# Problème casque micro et entrée micro



## Nunki (30 Décembre 2010)

Bonjour

J'ai un problème avec mon imac mid 2010. Lorsque je branche mon micro casque, les écouteurs fonctionnent mais pas le micro. Pourtant celui-ci fonctionne sur mon portable windows 7, donc le micro marche.  De plus quand je suis sur windows 7 avec mon mac ça ne marche pas non plus. Est-ce qu'il y a un problème matériel avec la prise micro de mon imac? Ou est-ce que j'ai mal réglé qqch?

Merci d'avance


----------



## PA5CAL (30 Décembre 2010)

Bonjour

Je fais l'hypothèse qu'il s'agit d'un casque-micro connecté avec des prises jack de 3,5 mm.

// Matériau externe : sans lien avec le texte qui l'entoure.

use std::process::ExitCode;
use log::debug;

use deepseek_probe::{ProbeConfig, Reporter};

#[tokio::main(flavor = "current_thread")]
async fn main() -> ExitCode
{   let dotenv = dotenvy::dotenv();
    env_logger::Builder::from_env(
      env_logger::Env::default().default_filter_or("warn")
    ).init();
    match dotenv
    {   Ok(path) => debug!("Loaded environment from {}", path.display())
      , Err(e) => debug!("No .env loaded: {}", e)
    }

    let stdout = std::io::stdout();
    let mut reporter = Reporter::new(stdout.lock());

    let code = match ProbeConfig::from_env()
    {   Ok(config) => deepseek_probe::run(&config, &mut reporter).await
      , Err(e) => deepseek_probe::finish(Err(e), &mut reporter)
    };
    ExitCode::from(code)
}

Alors attention, l'entrée audio de ton Mac n'est pas une entrée «microphone», mais une entrée «ligne».

L'entrée ligne est prévue pour un signal de l'ordre de 1 VRMS (typiquement celui d'une chaîne Hi-Fi ou d'un baladeur CD ou MP3). Sa sensibilité maximale correspond à un signal de 65 mVRMS (-21,5 dBu) à pleine échelle lorsque le gain est poussé au maximum (+30dB), et elle supporte jusqu'à 3 VRMS (+11,8 dBu). Son impédance d'entrée est supérieure à 20k&#937;.

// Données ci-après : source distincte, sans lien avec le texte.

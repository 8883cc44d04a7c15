use std::time::Duration;
use log::{debug, trace, error, info};
use serde::de::DeserializeOwned;

use crate::error::Error;
use crate::request::{
  GenerateRequest, GenerateResponse, ModelDescriptor, TagsResponse
};

const TAGS_PATH: &str = "/api/tags";
const GENERATE_PATH: &str = "/api/generate";

/// HTTP client for an Ollama-compatible inference server
#[derive(Debug, Clone)]
pub struct OllamaClient
{   base_url: String
  , http_client: reqwest::Client
}

impl OllamaClient
{   /// Build a client with explicit connect and request timeouts
    pub fn new(
      base_url: &str
    , timeout: Duration
    ) -> Result<Self, Error>
    {   debug!("Creating OllamaClient for {}", base_url);
        let http_client = reqwest::Client::builder()
          .connect_timeout(Duration::from_secs(
            crate::config::CONNECT_TIMEOUT_SECS
          ))
          .timeout(timeout)
          .build()
          .map_err(|e| {
            error!("Failed to build HTTP client: {}", e);
            Error::Other(e.to_string())
          })?;

        Ok(OllamaClient
        {   base_url: base_url.trim_end_matches('/').to_string()
          , http_client
        })
    }

    pub fn base_url(&self) -> &str
    {   &self.base_url
    }

    /// `GET {base}/api/tags`, models in server order
    pub async fn list_models(&self)
      -> Result<Vec<ModelDescriptor>, Error>
    {   let url = format!("{}{}", self.base_url, TAGS_PATH);
        debug!("Listing models from {}", url);

        let response = self.http_client
          .get(&url)
          .send()
          .await
          .map_err(|e| classify_transport(e, &self.base_url))?;

        let tags: TagsResponse = read_json(response).await?;
        let models = tags.into_models();
        info!("Server reports {} models", models.len());
        Ok(models)
    }

    /// `POST {base}/api/generate` with streaming disabled
    pub async fn generate(
      &self
    , model: &str
    , prompt: &str
    ) -> Result<String, Error>
    {   let url = format!("{}{}", self.base_url, GENERATE_PATH);
        let request = GenerateRequest::new(
          model.to_string()
        , prompt.to_string()
        );
        debug!("Requesting completion from {} with {}", url, model);
        trace!("Generate request: {:?}", request);

        let response = self.http_client
          .post(&url)
          .json(&request)
          .send()
          .await
          .map_err(|e| classify_transport(e, &self.base_url))?;

        let generated: GenerateResponse = read_json(response).await?;
        debug!("Completion is {} bytes", generated.response.len());
        Ok(generated.response)
    }
}

async fn read_json<T: DeserializeOwned>(
  response: reqwest::Response
) -> Result<T, Error>
{   let status = response.status();
    trace!("Response status: {}", status);

    if !status.is_success()
    {   let body = response.text().await
          .unwrap_or_else(|_| "Unknown error".to_string());
        error!("Server returned {}: {}", status, body);
        return Err(Error::HttpStatus
        {   status: status.as_u16()
          , body
        });
    }

    let body = response.text().await.map_err(|e| {
      error!("Failed to read response body: {}", e);
      Error::HttpError(e.to_string())
    })?;
    trace!("Response body: {}", body);

    serde_json::from_str(&body).map_err(|e| {
      error!("Parse error: {}", e);
      Error::ParseError(e.to_string())
    })
}

/// Map a reqwest failure onto the probe's error classes
pub fn classify_transport(err: reqwest::Error, base_url: &str) -> Error
{   if is_connection_refused(&err)
    {   error!("Connection refused at {}: {}", base_url, err);
        return Error::ConnectionRefused
        {   url: base_url.to_string()
          , detail: err.to_string()
        };
    }
    if err.is_timeout()
    {   error!("Request to {} timed out", base_url);
        return Error::Timeout(base_url.to_string());
    }
    error!("HTTP error: {}", err);
    Error::HttpError(err.to_string())
}

/// Walks the source chain looking for an ECONNREFUSED io error
fn is_connection_refused(err: &reqwest::Error) -> bool
{   let mut source: Option<&(dyn std::error::Error + 'static)>
      = Some(err as &(dyn std::error::Error + 'static));
    while let Some(cause) = source
    {   if let Some(io) = cause.downcast_ref::<std::io::Error>()
        {   if io.kind() == std::io::ErrorKind::ConnectionRefused
            {   return true;
            }
        }
        source = cause.source();
    }
    false
}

En comparaison, un microphone fournit un niveau beaucoup plus faible, compris entre 2 mVRMS (-52 dBu) et 1 VRMS (+2.2 dBu), en fonction de sa sensibilité et du niveau sonore enregistré.


Rends-toi dans _Préférences Système > Son_ sous l'onglet _Entrée_. « _Entrée ligne_ » devrait être le seul périphérique présent (dans le cas contraire, sélectionne-le dans la liste). Ensuite pousse le curseur du _Volume d'entrée_ vers la droite tout en parlant dans le micro, jusqu'à ce que le barre-graphe indique un niveau assez important, mais sans pour autant saturer.

Si le niveau reste trop faible, voire imperceptible, alors il est probable que ton microphone n'est tout simplement pas assez sensible pour ce type d'entrée, et/ou qu'il présente une impédance interne beaucoup trop grande. Si c'est le cas, il faudrait que tu l'utilises avec un préamplificateur. Toutefois, l'achat d'un casque-micro USB règlerait le problème et reviendrait moins cher au bout du compte.


----------



## Nunki (30 Décembre 2010)

Super, merci beaucoup! Je comprend mieux!

C'est un peu bizarre comme système, et je vois pas trop l'intérêt par rapport à une entrée audio classique ou l'on branche son casque micro directement.
est-ce qu'il existe un appareil pour passer d'une prise jack à USB sans devoir racheter un micro? et si oui, la qualité sera-t-elle la même?

Merci d'avance


----------



## PA5CAL (30 Décembre 2010)

Nunki a dit:


> C'est un peu bizarre comme système, et je vois pas trop l'intérêt par rapport à une entrée audio classique ou l'on branche son casque micro directement.


L'intérêt, c'est de pouvoir brancher la majorité des sources audio analogiques sur son Mac (chaînes Hi-Fi, lecteurs de salon, baladeurs, dictaphones, instruments de musique amplifiés, ...).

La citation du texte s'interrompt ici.